不快指数は高ければ高いほど解放された時にスカッとする『ソフト/クワイエット』
ネタバレ感想
初っ端から鉤十字はやばすぎる。ネオナチ婦人会によるアジアンヘイトはかなり胸糞だった。彼女らのヘイトクライムは調子に乗れば乗るほど、
事態の収拾がつかなくなったときの慌て様が痛快である。
オチの殺したと思ってたアジア人が実は生きてました、というのは少し控えめな気がした。密告、組織の解体、連行の辺りまでコテンパンにやってもらってもよかった気もする。
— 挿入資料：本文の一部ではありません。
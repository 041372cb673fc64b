use serde::{Deserialize, Serialize};

use crate::{
    ConfigError,
    core::{CardRange, Grid},
};

use super::tracker::CombinationTracker;

/// When a match ends.
#[derive(Debug, Clone, Copy, PartialEq, Eq, Default, Serialize, Deserialize)]
#[serde(rename_all = "snake_case")]
pub enum EndPolicy {
    /// The match ends when every cell is occupied.
    #[default]
    BoardFull,
    /// The match ends as soon as a player reaches the given score, or when the
    /// board fills up, whichever comes first.
    ScoreThreshold(usize),
}

/// Match parameters.
///
/// Deserialization fills missing fields from [`MatchConfig::default`]:
///
/// ```
/// use tenfold_engine::{EndPolicy, MatchConfig};
///
/// let config: MatchConfig = serde_json::from_str(r#"{ "board_size": 7 }"#).unwrap();
/// assert_eq!(config.board_size, 7);
/// assert_eq!(config.target_sum, 10);
/// assert_eq!(config.end_policy, EndPolicy::BoardFull);
/// ```
#[derive(Debug, Clone, Copy, PartialEq, Eq, Serialize, Deserialize)]
#[serde(default)]
pub struct MatchConfig {
    pub board_size: usize,
    pub target_sum: u32,
    pub card_range: CardRange,
    pub end_policy: EndPolicy,
    /// Consecutive rejected moves tolerated from one player before the turn fails.
    pub max_rejections: usize,
}

impl Default for MatchConfig {
    fn default() -> Self {
        Self {
            board_size: 5,
            target_sum: CombinationTracker::DEFAULT_TARGET_SUM,
            card_range: CardRange::STANDARD,
            end_policy: EndPolicy::BoardFull,
            max_rejections: 16,
        }
    }
}

impl MatchConfig {
    #[must_use]
    pub fn with_board_size(self, board_size: usize) -> Self {
        Self { board_size, ..self }
    }

    #[must_use]
    pub fn with_end_policy(self, end_policy: EndPolicy) -> Self {
        Self { end_policy, ..self }
    }

    pub fn validate(&self) -> Result<(), ConfigError> {
        Grid::check_size(self.board_size)?;
        self.card_range.validate()?;
        if self.end_policy == EndPolicy::ScoreThreshold(0) {
            return Err(ConfigError::ZeroScoreThreshold);
        }
        if self.max_rejections == 0 {
            return Err(ConfigError::ZeroRetryLimit);
        }
        Ok(())
    }
}
use std::path::PathBuf;

use chrono::{DateTime, Utc};
use serde::Serialize;
use tenfold_engine::{MatchConfig, MatchController, Outcome, PlayerId};
use tenfold_evaluator::placement_evaluator::SignalWeights;
use tracing::{debug, info};

use crate::{
    command::match_arg::{AgentKind, MatchArg},
    util::Output,
};

#[derive(Debug, Clone, clap::Args)]
pub(crate) struct SimulateArg {
    #[clap(flatten)]
    game: MatchArg,
    /// Number of matches to play
    #[clap(long, default_value_t = 100)]
    matches: u64,
    /// Agent in the first seat
    #[clap(long, default_value = "heuristic")]
    first: AgentKind,
    /// Agent in the second seat
    #[clap(long, default_value = "heuristic")]
    second: AgentKind,
    /// Output file path (JSON); stdout when omitted
    #[clap(long)]
    output: Option<PathBuf>,
}

#[derive(Debug, Clone, Serialize)]
struct MatchRecord {
    index: u64,
    first_score: usize,
    second_score: usize,
    turns: usize,
    outcome: Outcome,
}

#[derive(Debug, Clone, Serialize)]
struct SimulationSummary {
    generated_at: DateTime<Utc>,
    config: MatchConfig,
    weights: SignalWeights,
    seed: Option<u64>,
    first_agent: String,
    second_agent: String,
    matches: u64,
    first_wins: u64,
    second_wins: u64,
    ties: u64,
    mean_first_score: f64,
    mean_second_score: f64,
    results: Vec<MatchRecord>,
}

impl SimulationSummary {
    #[expect(clippy::cast_precision_loss)]
    fn from_records(
        arg: &SimulateArg,
        config: MatchConfig,
        weights: SignalWeights,
        results: Vec<MatchRecord>,
    ) -> Self {
        let count_outcome =
            |outcome: Outcome| results.iter().filter(|r| r.outcome == outcome).count() as u64;
        let mean = |score: fn(&MatchRecord) -> usize| {
            if results.is_empty() {
                0.0
            } else {
                results.iter().map(score).sum::<usize>() as f64 / results.len() as f64
            }
        };
        Self {
            generated_at: Utc::now(),
            config,
            weights,
            seed: arg.game.seed(),
            first_agent: arg.first.to_string(),
            second_agent: arg.second.to_string(),
            matches: results.len() as u64,
            first_wins: count_outcome(Outcome::Winner(PlayerId::First)),
            second_wins: count_outcome(Outcome::Winner(PlayerId::Second)),
            ties: count_outcome(Outcome::Tie),
            mean_first_score: mean(|r| r.first_score),
            mean_second_score: mean(|r| r.second_score),
            results,
        }
    }
}

pub(crate) fn run(arg: &SimulateArg) -> anyhow::Result<()> {
    let config = arg.game.to_config()?;
    let weights = arg.game.to_weights()?;
    let mut output = Output::from_output_path(arg.output.clone())?;

    let results = (0..arg.matches)
        .map(|index| play_match(arg, config, weights, index))
        .collect::<anyhow::Result<Vec<_>>>()?;

    let summary = SimulationSummary::from_records(arg, config, weights, results);
    info!(
        matches = summary.matches,
        first_wins = summary.first_wins,
        second_wins = summary.second_wins,
        ties = summary.ties,
        "simulation finished"
    );
    output.write_json(&summary)?;
    if let Output::File { path, .. } = &output {
        eprintln!("Summary written to {}", path.display());
    }
    Ok(())
}

fn play_match(
    arg: &SimulateArg,
    config: MatchConfig,
    weights: SignalWeights,
    index: u64,
) -> anyhow::Result<MatchRecord> {
    let first = arg
        .first
        .build("first", weights, arg.game.agent_seed(index, PlayerId::First));
    let second = arg
        .second
        .build("second", weights, arg.game.agent_seed(index, PlayerId::Second));
    let mut controller = MatchController::new(config, first, second)?;
    let outcome = controller.run_to_end()?;

    let scores = controller.scores();
    let record = MatchRecord {
        index,
        first_score: scores.get(PlayerId::First),
        second_score: scores.get(PlayerId::Second),
        turns: controller.session().completed_turns(),
        outcome,
    };
    debug!(?record, "match simulated");
    Ok(record)
}

#[cfg(test)]
mod tests {
    use clap::Parser;

    use super::*;

    #[derive(Debug, Parser)]
    struct TestArgs {
        #[clap(flatten)]
        inner: SimulateArg,
    }

    fn parse(args: &[&str]) -> SimulateArg {
        let argv = std::iter::once("test").chain(args.iter().copied());
        TestArgs::try_parse_from(argv).unwrap().inner
    }

    #[test]
    fn test_seeded_matches_are_reproducible() {
        let arg = parse(&["--board-size", "4", "--seed", "3", "--second", "random"]);
        let config = arg.game.to_config().unwrap();
        let weights = arg.game.to_weights().unwrap();

        let a = play_match(&arg, config, weights, 0).unwrap();
        let b = play_match(&arg, config, weights, 0).unwrap();
        assert_eq!(a.turns, 16);
        assert_eq!(a.first_score, b.first_score);
        assert_eq!(a.second_score, b.second_score);
        assert_eq!(a.outcome, b.outcome);
    }

    #[test]
    fn test_summary_counts() {
        let arg = parse(&["--matches", "3"]);
        let record = |index, first_score, second_score, outcome| MatchRecord {
            index,
            first_score,
            second_score,
            turns: 25,
            outcome,
        };
        let results = vec![
            record(0, 3, 1, Outcome::Winner(PlayerId::First)),
            record(1, 2, 2, Outcome::Tie),
            record(2, 1, 3, Outcome::Winner(PlayerId::Second)),
        ];
        let summary = SimulationSummary::from_records(
            &arg,
            MatchConfig::default(),
            SignalWeights::default(),
            results,
        );
        assert_eq!(summary.matches, 3);
        assert_eq!(
            (summary.first_wins, summary.second_wins, summary.ties),
            (1, 1, 1)
        );
        assert!((summary.mean_first_score - 2.0).abs() < f64::EPSILON);
        assert_eq!(summary.first_agent, "Heuristic");

        let json = serde_json::to_value(&summary).unwrap();
        assert_eq!(json["results"][1]["outcome"], "tie");
        assert_eq!(json["config"]["board_size"], 5);
    }
}
use std::fmt;

use serde::{Deserialize, Serialize};

/// Zero-based cell coordinate on the grid.
#[derive(Debug, Clone, Copy, PartialEq, Eq, Hash, PartialOrd, Ord, Serialize, Deserialize)]
pub struct Position {
    pub row: usize,
    pub col: usize,
}

impl Position {
    #[must_use]
    pub const fn new(row: usize, col: usize) -> Self {
        Self { row, col }
    }

    /// Returns the position shifted by `(d_row, d_col)`, or `None` if it would leave
    /// the non-negative quadrant.
    #[must_use]
    pub fn offset(self, d_row: isize, d_col: isize) -> Option<Self> {
        Some(Self {
            row: self.row.checked_add_signed(d_row)?,
            col: self.col.checked_add_signed(d_col)?,
        })
    }

    #[must_use]
    pub const fn is_within(self, size: usize) -> bool {
        self.row < size && self.col < size
    }
}

impl fmt::Display for Position {
    fn fmt(&self, f: &mut fmt::Formatter<'_>) -> fmt::Result {
        write!(f, "({}, {})", self.row, self.col)
    }
}

impl From<(usize, usize)> for Position {
    fn from((row, col): (usize, usize)) -> Self {
        Self { row, col }
    }
}

#[cfg(test)]
mod tests {
    use super::*;

    #[test]
    fn test_offset_stays_non_negative() {
        let pos = Position::new(1, 0);
        assert_eq!(pos.offset(-1, 1), Some(Position::new(0, 1)));
        assert_eq!(pos.offset(0, -1), None);
        assert_eq!(pos.offset(-2, 0), None);
    }

    #[test]
    fn test_is_within() {
        assert!(Position::new(2, 2).is_within(3));
        assert!(!Position::new(3, 0).is_within(3));
        assert!(!Position::new(0, 3).is_within(3));
    }
}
ワンカット長回しというだけあって序盤はウトウトしてしまったが実際の現場にいる様な臨場感を感じた。コンプラ的にも大分アウトで、予算が降りなかったのか、見た限りにもいかにもな低予算映画ではあるがよく出来ていると感じた。
怒りの矛先
婦人会の発起人であるエミリーは不妊治療を受けているが思うような結果が出ないことに対して怒りを抱いている。他の参加者も移民へのヘイト、学校教育へ懐疑心、前科持ちなどと自らの内に溜まったフラストレーションの発散を求めている人物が目立ち、その先にあるのがネオナチ的な思想である。彼女らは会合では白人至上主義を唱え、白人以外の人種は全て卑下した。そこには黒人もアジア人も関係なかった。ある種の被害妄想が彼女らに過剰な選民思想を産み、怒りの矛先を探させた。
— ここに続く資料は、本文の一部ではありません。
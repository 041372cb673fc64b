use std::{
    collections::VecDeque,
    time::{Duration, Instant},
};

use crossterm::event::{Event, KeyCode};
use ratatui::{
    Frame,
    layout::{Constraint, Flex, Layout},
    style::{Modifier, Style},
    text::{Line, Span, Text},
    widgets::{Block, Clear, Paragraph, Widget as _},
};
use tenfold_engine::{
    MatchError, MatchSession, Move, Outcome, PlayerAgent, PlayerId, Position, TurnOutcome,
};
use tracing::info;

use crate::ui::widgets::{GridDisplay, ScoreboardDisplay, color, style};

const MAX_MESSAGES: usize = 6;

/// Who decides the moves of a seat.
#[derive(Debug)]
pub(crate) enum Seat {
    /// Moves come from the keyboard.
    Human,
    Agent(Box<dyn PlayerAgent>),
}

impl Seat {
    fn is_human(&self) -> bool {
        matches!(self, Seat::Human)
    }
}

#[derive(Debug, Clone)]
struct Message {
    player: Option<PlayerId>,
    text: String,
}

#[derive(Debug)]
pub(crate) struct PlayScreen {
    session: MatchSession,
    seats: [Seat; 2],
    names: [String; 2],
    cursor: Position,
    value: u8,
    ai_delay: Duration,
    turn_started: Instant,
    paused: bool,
    messages: VecDeque<Message>,
    failure: Option<String>,
    is_exiting: bool,
}

impl PlayScreen {
    pub(crate) fn new(
        session: MatchSession,
        seats: [Seat; 2],
        names: [String; 2],
        ai_delay: Duration,
    ) -> Self {
        let center = session.grid().size() / 2;
        let value = session.config().card_range.min();
        Self {
            session,
            seats,
            names,
            cursor: Position::new(center, center),
            value,
            ai_delay,
            turn_started: Instant::now(),
            paused: false,
            messages: VecDeque::new(),
            failure: None,
            is_exiting: false,
        }
    }

    #[cfg(test)]
    pub(crate) fn session(&self) -> &MatchSession {
        &self.session
    }

    pub(crate) fn is_exiting(&self) -> bool {
        self.is_exiting
    }

    fn name(&self, player: PlayerId) -> &str {
        &self.names[player.index()]
    }

    fn is_playing(&self) -> bool {
        !self.is_exiting && self.failure.is_none() && self.session.state().is_in_progress()
    }

    fn is_human_turn(&self) -> bool {
        self.is_playing() && self.seats[self.session.current_player().index()].is_human()
    }

    /// One-line result, available once the match is over.
    pub(crate) fn result_text(&self) -> Option<String> {
        if let Some(failure) = &self.failure {
            return Some(format!("Match aborted: {failure}"));
        }
        if self.session.state().is_in_progress() {
            return None;
        }
        let scores = self.session.scores();
        let headline = match self.session.winner() {
            Outcome::Winner(player) => format!("{} wins!", self.name(player)),
            Outcome::Tie => "It's a tie!".to_owned(),
        };
        Some(format!(
            "{headline} ({} {} - {} {})",
            self.name(PlayerId::First),
            scores.get(PlayerId::First),
            scores.get(PlayerId::Second),
            self.name(PlayerId::Second),
        ))
    }

    pub(crate) fn handle_event(&mut self, event: &Event) {
        let Some(key) = event.as_key_press_event() else {
            return;
        };
        let is_human_turn = self.is_human_turn();
        match key.code {
            KeyCode::Char('q') | KeyCode::Esc => self.is_exiting = true,
            KeyCode::Char('p') if self.is_playing() => self.paused = !self.paused,
            KeyCode::Up | KeyCode::Down | KeyCode::Left | KeyCode::Right if is_human_turn => {
                self.cursor = move_cursor(self.cursor, key.code, self.session.grid().size());
            }
            KeyCode::Char(c) if is_human_turn && c.is_ascii_digit() => self.select_value(c),
            KeyCode::Enter | KeyCode::Char(' ') if is_human_turn && !self.paused => {
                self.submit(Move {
                    value: self.value,
                    position: self.cursor,
                });
            }
            _ => {}
        }
    }

    pub(crate) fn update(&mut self) {
        if !self.is_playing() || self.paused {
            return;
        }
        if self.is_human_turn() || self.turn_started.elapsed() < self.ai_delay {
            return;
        }
        self.play_agent_turn();
    }

    fn select_value(&mut self, c: char) {
        let range = self.session.config().card_range;
        let value = c.to_digit(10).and_then(|d| u8::try_from(d).ok());
        match value.map(|v| range.check(v)) {
            Some(Ok(value)) => self.value = value,
            Some(Err(err)) => self.push_message(None, err.to_string()),
            None => {}
        }
    }

    fn play_agent_turn(&mut self) {
        let player = self.session.current_player();
        let values = self.session.config().card_range;
        let Seat::Agent(agent) = &mut self.seats[player.index()] else {
            return;
        };
        match agent.decide_move(self.session.field(), values, player) {
            Ok(mv) => self.submit(mv),
            Err(err) => self.failure = Some(MatchError::Agent(err).to_string()),
        }

        let max_rejections = self.session.config().max_rejections;
        let attempts = self.session.consecutive_rejections();
        if self.failure.is_none() && attempts >= max_rejections {
            let err = MatchError::RetryLimitExceeded { player, attempts };
            self.failure = Some(err.to_string());
        }
    }

    fn submit(&mut self, mv: Move) {
        match self.session.submit_move(mv) {
            Ok(TurnOutcome::Placed {
                player,
                mv,
                points,
                state,
            }) => {
                let name = self.name(player).to_owned();
                self.push_message(Some(player), format!("{name} played {mv}"));
                if points > 0 {
                    let plural = if points == 1 { "" } else { "s" };
                    self.push_message(
                        Some(player),
                        format!("{name} earned {points} point{plural}!"),
                    );
                }
                if state.is_game_over()
                    && let Some(result) = self.result_text()
                {
                    info!(%result, "match finished");
                    self.push_message(None, result);
                }
                self.turn_started = Instant::now();
            }
            Ok(TurnOutcome::Rejected { player, reason }) => {
                let name = self.name(player).to_owned();
                self.push_message(Some(player), format!("{name}: {reason}"));
            }
            Err(err) => self.failure = Some(err.to_string()),
        }
    }

    fn push_message(&mut self, player: Option<PlayerId>, text: String) {
        if self.messages.len() == MAX_MESSAGES {
            self.messages.pop_front();
        }
        self.messages.push_back(Message { player, text });
    }

    pub(crate) fn draw(&self, frame: &mut Frame<'_>) {
        let border_style = if self.failure.is_some() || !self.session.state().is_in_progress() {
            color::RED
        } else if self.paused {
            color::YELLOW
        } else {
            color::WHITE
        };

        let cursor = self.is_human_turn().then_some(self.cursor);
        let grid = GridDisplay::new(self.session.field())
            .cursor(cursor)
            .block(
                Block::bordered()
                    .title(Line::from(" 3 FOR 10 ").centered())
                    .border_style(border_style)
                    .style(style::DEFAULT),
            );
        let names = [self.name(PlayerId::First), self.name(PlayerId::Second)];
        let scoreboard = ScoreboardDisplay::new(&self.session, names).block(
            Block::bordered()
                .title(Line::from(" SCORE ").centered())
                .border_style(border_style)
                .style(style::DEFAULT),
        );
        let scoreboard_height = scoreboard.height();
        let card_panel = Paragraph::new(self.card_line()).block(
            Block::bordered()
                .title(Line::from(" CARD ").centered())
                .border_style(border_style)
                .style(style::DEFAULT),
        );
        let messages = Paragraph::new(self.message_lines()).block(
            Block::bordered()
                .title(Line::from(" LOG ").centered())
                .border_style(border_style)
                .style(style::DEFAULT),
        );
        let help = Text::from(self.help_text()).style(style::HELP).centered();

        let [main_area, log_area, help_area] = Layout::vertical([
            Constraint::Length(grid.height().max(scoreboard_height + 3)),
            Constraint::Length(u16::try_from(MAX_MESSAGES).unwrap_or(u16::MAX) + 2),
            Constraint::Length(1),
        ])
        .areas(frame.area());
        let [board_area, side_area] =
            Layout::horizontal([Constraint::Length(grid.width()), Constraint::Length(30)])
                .flex(Flex::Center)
                .spacing(1)
                .areas(main_area);
        let [score_area, card_area] = Layout::vertical([
            Constraint::Length(scoreboard_height),
            Constraint::Length(3),
        ])
        .areas(side_area);
        let log_area = log_area.centered_horizontally(Constraint::Length(grid.width() + 31));

        let grid_area = board_area.centered_vertically(Constraint::Length(grid.height()));
        frame.render_widget(&grid, grid_area);
        frame.render_widget(scoreboard, score_area);
        frame.render_widget(card_panel, card_area);
        frame.render_widget(messages, log_area);
        frame.render_widget(help, help_area);

        if let Some(result) = self.result_text() {
            let banner_style = Style::new().fg(color::WHITE).bg(color::RED);
            let area = grid_area.centered(Constraint::Length(grid.width()), Constraint::Length(3));
            let block = Block::new().style(banner_style);
            let inner = block.inner(area);
            Clear.render(area, frame.buffer_mut());
            block.render(area, frame.buffer_mut());
            Text::styled(result, banner_style)
                .centered()
                .render(inner.centered_vertically(Constraint::Length(1)), frame.buffer_mut());
        }
    }

    fn card_line(&self) -> Line<'static> {
        let range = self.session.config().card_range;
        let active = self.is_human_turn();
        let spans = range.values().map(|v| {
            let text = format!(" {v} ");
            if active && v == self.value {
                Span::styled(text, style::CURSOR.add_modifier(Modifier::REVERSED))
            } else {
                Span::styled(text, style::LABEL)
            }
        });
        Line::from(spans.collect::<Vec<_>>()).centered()
    }

    fn message_lines(&self) -> Vec<Line<'_>> {
        self.messages
            .iter()
            .map(|m| {
                let style = match m.player {
                    Some(player) => Style::new().fg(style::player_fg(player)),
                    None => Style::new().fg(color::YELLOW),
                };
                Line::styled(m.text.as_str(), style)
            })
            .collect()
    }

    fn help_text(&self) -> String {
        if !self.is_playing() {
            return "Controls: q (Quit)".to_owned();
        }
        if self.paused {
            return "Controls: p (Resume) | q (Quit)".to_owned();
        }
        if self.is_human_turn() {
            let range = self.session.config().card_range;
            return format!(
                "Controls: ← ↑ → ↓ (Cell) | {}-{} (Card) | Enter/Space (Place) | p (Pause) | q (Quit)",
                range.min(),
                range.max()
            );
        }
        let thinking = self.name(self.session.current_player());
        format!("{thinking} is thinking... | p (Pause) | q (Quit)")
    }
}

/// Moves the cursor one cell, staying on the board.
fn move_cursor(cursor: Position, key: KeyCode, size: usize) -> Position {
    let (d_row, d_col) = match key {
        KeyCode::Up => (-1, 0),
        KeyCode::Down => (1, 0),
        KeyCode::Left => (0, -1),
        KeyCode::Right => (0, 1),
        _ => (0, 0),
    };
    cursor
        .offset(d_row, d_col)
        .filter(|p| p.is_within(size))
        .unwrap_or(cursor)
}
そこで偶然居合わせたアジア人とトラブルになったため本編の様なヘイトクライムに及んでしまう。つまりは誰でもよかったのかもしれない。しかし一方で、黒人には勝てないがアジア人には腕っぷしでは勝てるという無自覚な差別意識もあるかもしれない。
無自覚の怖さ
彼女らの無自覚さは差別意識だけではなく、殺人を犯してしまい事態の収拾がつかなくなってしまっても自身には非が無いと思い込んでいる点に現れている。あくまで相手側の自業自得だと本気で思っているのが恐ろしく感じてしまう。
口を開けば自らの保身を第一に発する彼女らに、ざまあみろと思う自分がいる一方でその感情は本質的には彼女らと変わらないのかもしれない。